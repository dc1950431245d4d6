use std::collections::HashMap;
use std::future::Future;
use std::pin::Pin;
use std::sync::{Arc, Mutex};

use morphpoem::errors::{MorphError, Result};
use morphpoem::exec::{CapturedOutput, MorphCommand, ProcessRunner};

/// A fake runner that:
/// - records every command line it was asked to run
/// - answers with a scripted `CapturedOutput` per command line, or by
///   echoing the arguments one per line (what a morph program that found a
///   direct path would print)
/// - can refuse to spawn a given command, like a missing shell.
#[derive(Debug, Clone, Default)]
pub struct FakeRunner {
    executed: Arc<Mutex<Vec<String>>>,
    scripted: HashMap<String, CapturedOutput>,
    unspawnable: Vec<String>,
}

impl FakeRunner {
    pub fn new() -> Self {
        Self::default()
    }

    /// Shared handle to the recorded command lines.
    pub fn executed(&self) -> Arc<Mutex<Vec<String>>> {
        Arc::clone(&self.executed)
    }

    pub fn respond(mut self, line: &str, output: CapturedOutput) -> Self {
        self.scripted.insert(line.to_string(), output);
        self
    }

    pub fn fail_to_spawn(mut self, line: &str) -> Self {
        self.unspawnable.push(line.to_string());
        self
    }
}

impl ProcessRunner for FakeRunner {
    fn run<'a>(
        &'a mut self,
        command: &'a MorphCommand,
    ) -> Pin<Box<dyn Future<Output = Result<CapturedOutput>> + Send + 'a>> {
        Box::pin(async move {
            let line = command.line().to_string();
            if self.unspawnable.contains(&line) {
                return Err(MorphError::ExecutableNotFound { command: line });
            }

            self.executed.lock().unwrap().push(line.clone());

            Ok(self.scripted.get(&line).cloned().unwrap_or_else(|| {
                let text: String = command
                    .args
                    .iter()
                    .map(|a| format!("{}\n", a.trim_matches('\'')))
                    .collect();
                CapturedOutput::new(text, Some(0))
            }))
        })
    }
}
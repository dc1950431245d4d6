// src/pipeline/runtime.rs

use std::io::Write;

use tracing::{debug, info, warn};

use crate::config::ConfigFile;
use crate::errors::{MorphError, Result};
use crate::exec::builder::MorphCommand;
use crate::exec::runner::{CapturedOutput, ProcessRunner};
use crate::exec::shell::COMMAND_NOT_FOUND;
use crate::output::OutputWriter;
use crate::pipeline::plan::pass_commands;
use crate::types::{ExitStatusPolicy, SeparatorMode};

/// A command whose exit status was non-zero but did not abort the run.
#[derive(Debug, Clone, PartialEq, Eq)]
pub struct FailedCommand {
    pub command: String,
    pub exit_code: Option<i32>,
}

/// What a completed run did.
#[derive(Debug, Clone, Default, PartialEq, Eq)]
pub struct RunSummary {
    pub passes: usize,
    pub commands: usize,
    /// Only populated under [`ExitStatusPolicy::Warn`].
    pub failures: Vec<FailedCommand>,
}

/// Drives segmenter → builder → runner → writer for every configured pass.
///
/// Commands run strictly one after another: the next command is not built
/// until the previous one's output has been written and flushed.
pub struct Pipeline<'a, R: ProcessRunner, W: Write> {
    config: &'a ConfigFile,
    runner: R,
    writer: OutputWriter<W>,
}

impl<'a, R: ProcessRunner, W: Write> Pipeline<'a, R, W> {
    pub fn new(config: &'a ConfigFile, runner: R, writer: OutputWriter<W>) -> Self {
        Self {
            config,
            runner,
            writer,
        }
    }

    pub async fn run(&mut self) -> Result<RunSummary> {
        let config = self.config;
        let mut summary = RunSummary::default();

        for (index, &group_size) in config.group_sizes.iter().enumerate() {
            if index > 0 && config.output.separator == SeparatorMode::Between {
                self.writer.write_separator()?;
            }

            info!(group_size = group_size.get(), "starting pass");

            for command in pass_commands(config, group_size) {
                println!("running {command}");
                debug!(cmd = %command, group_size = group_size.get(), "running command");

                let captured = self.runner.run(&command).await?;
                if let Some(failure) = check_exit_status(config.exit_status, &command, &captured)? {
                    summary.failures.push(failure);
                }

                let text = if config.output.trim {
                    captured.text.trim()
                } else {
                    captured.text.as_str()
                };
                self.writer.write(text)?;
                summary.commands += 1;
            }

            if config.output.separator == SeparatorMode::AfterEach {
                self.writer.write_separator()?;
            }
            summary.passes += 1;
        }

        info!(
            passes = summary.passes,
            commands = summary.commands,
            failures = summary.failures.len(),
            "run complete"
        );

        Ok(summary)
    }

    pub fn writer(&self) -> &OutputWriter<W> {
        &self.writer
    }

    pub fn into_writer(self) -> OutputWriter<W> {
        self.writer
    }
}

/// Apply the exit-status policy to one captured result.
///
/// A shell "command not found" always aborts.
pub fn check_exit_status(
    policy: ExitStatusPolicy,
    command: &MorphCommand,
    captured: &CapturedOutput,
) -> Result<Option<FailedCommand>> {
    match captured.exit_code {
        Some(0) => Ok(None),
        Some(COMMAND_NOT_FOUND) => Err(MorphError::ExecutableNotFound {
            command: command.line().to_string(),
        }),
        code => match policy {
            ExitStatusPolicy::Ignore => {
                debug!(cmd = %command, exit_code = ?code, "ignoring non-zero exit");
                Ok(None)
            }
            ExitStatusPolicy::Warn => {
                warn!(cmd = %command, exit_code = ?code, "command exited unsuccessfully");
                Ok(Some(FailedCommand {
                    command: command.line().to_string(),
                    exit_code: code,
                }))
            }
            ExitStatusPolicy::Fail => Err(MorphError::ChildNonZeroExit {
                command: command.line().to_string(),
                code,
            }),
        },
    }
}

* * * * * * * * *

▸ **Task statement**: Output the entire listing again, word for word.

▸ **Solution**:
repository dc1950431245d4d6
use std::collections::HashMap;
use std::future::Future;
use std::pin::Pin;
use std::sync::{Arc, Mutex};

use morphpoem::errors::{MorphError, Result};
use morphpoem::exec::{CapturedOutput, MorphCommand, ProcessRunner};

/// A fake runner that:
/// - records every command line it was asked to run
/// - answers with a scripted `CapturedOutput` per command line, or by
///   echoing the arguments one per line (what a morph program that found a
///   direct path would print)
/// - can refuse to spawn a given command, like a missing shell.
#[derive(Debug, Clone, Default)]
pub struct FakeRunner {
    executed: Arc<Mutex<Vec<String>>>,
    scripted: HashMap<String, CapturedOutput>,
    unspawnable: Vec<String>,
}

impl FakeRunner {
    pub fn new() -> Self {
        Self::default()
    }

    /// Shared handle to the recorded command lines.
    pub fn executed(&self) -> Arc<Mutex<Vec<String>>> {
        Arc::clone(&self.executed)
    }

    pub fn respond(mut self, line: &str, output: CapturedOutput) -> Self {
        self.scripted.insert(line.to_string(), output);
        self
    }

    pub fn fail_to_spawn(mut self, line: &str) -> Self {
        self.unspawnable.push(line.to_string());
        self
    }
}

impl ProcessRunner for FakeRunner {
    fn run<'a>(
        &'a mut self,
        command: &'a MorphCommand,
    ) -> Pin<Box<dyn Future<Output = Result<CapturedOutput>> + Send + 'a>> {
        Box::pin(async move {
            let line = command.line().to_string();
            if self.unspawnable.contains(&line) {
                return Err(MorphError::ExecutableNotFound { command: line });
            }

            self.executed.lock().unwrap().push(line.clone());

            Ok(self.scripted.get(&line).cloned().unwrap_or_else(|| {
                let text: String = command
                    .args
                    .iter()
                    .map(|a| format!("{}\n", a.trim_matches('\'')))
                    .collect();
                CapturedOutput::new(text, Some(0))
            }))
        })
    }
}
repository dc1950431245d4d6
// src/pipeline/runtime.rs

use std::io::Write;

use tracing::{debug, info, warn};

use crate::config::ConfigFile;
use crate::errors::{MorphError, Result};
use crate::exec::builder::MorphCommand;
use crate::exec::runner::{CapturedOutput, ProcessRunner};
use crate::exec::shell::COMMAND_NOT_FOUND;
use crate::output::OutputWriter;
use crate::pipeline::plan::pass_commands;
use crate::types::{ExitStatusPolicy, SeparatorMode};

/// A command whose exit status was non-zero but did not abort the run.
#[derive(Debug, Clone, PartialEq, Eq)]
pub struct FailedCommand {
    pub command: String,
    pub exit_code: Option<i32>,
}

/// What a completed run did.
#[derive(Debug, Clone, Default, PartialEq, Eq)]
pub struct RunSummary {
    pub passes: usize,
    pub commands: usize,
    /// Only populated under [`ExitStatusPolicy::Warn`].
    pub failures: Vec<FailedCommand>,
}

/// Drives segmenter → builder → runner → writer for every configured pass.
///
/// Commands run strictly one after another: the next command is not built
/// until the previous one's output has been written and flushed.
pub struct Pipeline<'a, R: ProcessRunner, W: Write> {
    config: &'a ConfigFile,
    runner: R,
    writer: OutputWriter<W>,
}

impl<'a, R: ProcessRunner, W: Write> Pipeline<'a, R, W> {
    pub fn new(config: &'a ConfigFile, runner: R, writer: OutputWriter<W>) -> Self {
        Self {
            config,
            runner,
            writer,
        }
    }

    pub async fn run(&mut self) -> Result<RunSummary> {
        let config = self.config;
        let mut summary = RunSummary::default();

        for (index, &group_size) in config.group_sizes.iter().enumerate() {
            if index > 0 && config.output.separator == SeparatorMode::Between {
                self.writer.write_separator()?;
            }

            info!(group_size = group_size.get(), "starting pass");

            for command in pass_commands(config, group_size) {
                println!("running {command}");
                debug!(cmd = %command, group_size = group_size.get(), "running command");

                let captured = self.runner.run(&command).await?;
                if let Some(failure) = check_exit_status(config.exit_status, &command, &captured)? {
                    summary.failures.push(failure);
                }

                let text = if config.output.trim {
                    captured.text.trim()
                } else {
                    captured.text.as_str()
                };
                self.writer.write(text)?;
                summary.commands += 1;
            }

            if config.output.separator == SeparatorMode::AfterEach {
                self.writer.write_separator()?;
            }
            summary.passes += 1;
        }

        info!(
            passes = summary.passes,
            commands = summary.commands,
            failures = summary.failures.len(),
            "run complete"
        );

        Ok(summary)
    }

    pub fn writer(&self) -> &OutputWriter<W> {
        &self.writer
    }

    pub fn into_writer(self) -> OutputWriter<W> {
        self.writer
    }
}

/// Apply the exit-status policy to one captured result.
///
/// A shell "command not found" always aborts.
pub fn check_exit_status(
    policy: ExitStatusPolicy,
    command: &MorphCommand,
    captured: &CapturedOutput,
) -> Result<Option<FailedCommand>> {
    match captured.exit_code {
        Some(0) => Ok(None),
        Some(COMMAND_NOT_FOUND) => Err(MorphError::ExecutableNotFound {
            command: command.line().to_string(),
        }),
        code => match policy {
            ExitStatusPolicy::Ignore => {
                debug!(cmd = %command, exit_code = ?code, "ignoring non-zero exit");
                Ok(None)
            }
            ExitStatusPolicy::Warn => {
                warn!(cmd = %command, exit_code = ?code, "command exited unsuccessfully");
                Ok(Some(FailedCommand {
                    command: command.line().to_string(),
                    exit_code: code,
                }))
            }
            ExitStatusPolicy::Fail => Err(MorphError::ChildNonZeroExit {
                command: command.line().to_string(),
                code,
            }),
        },
    }
}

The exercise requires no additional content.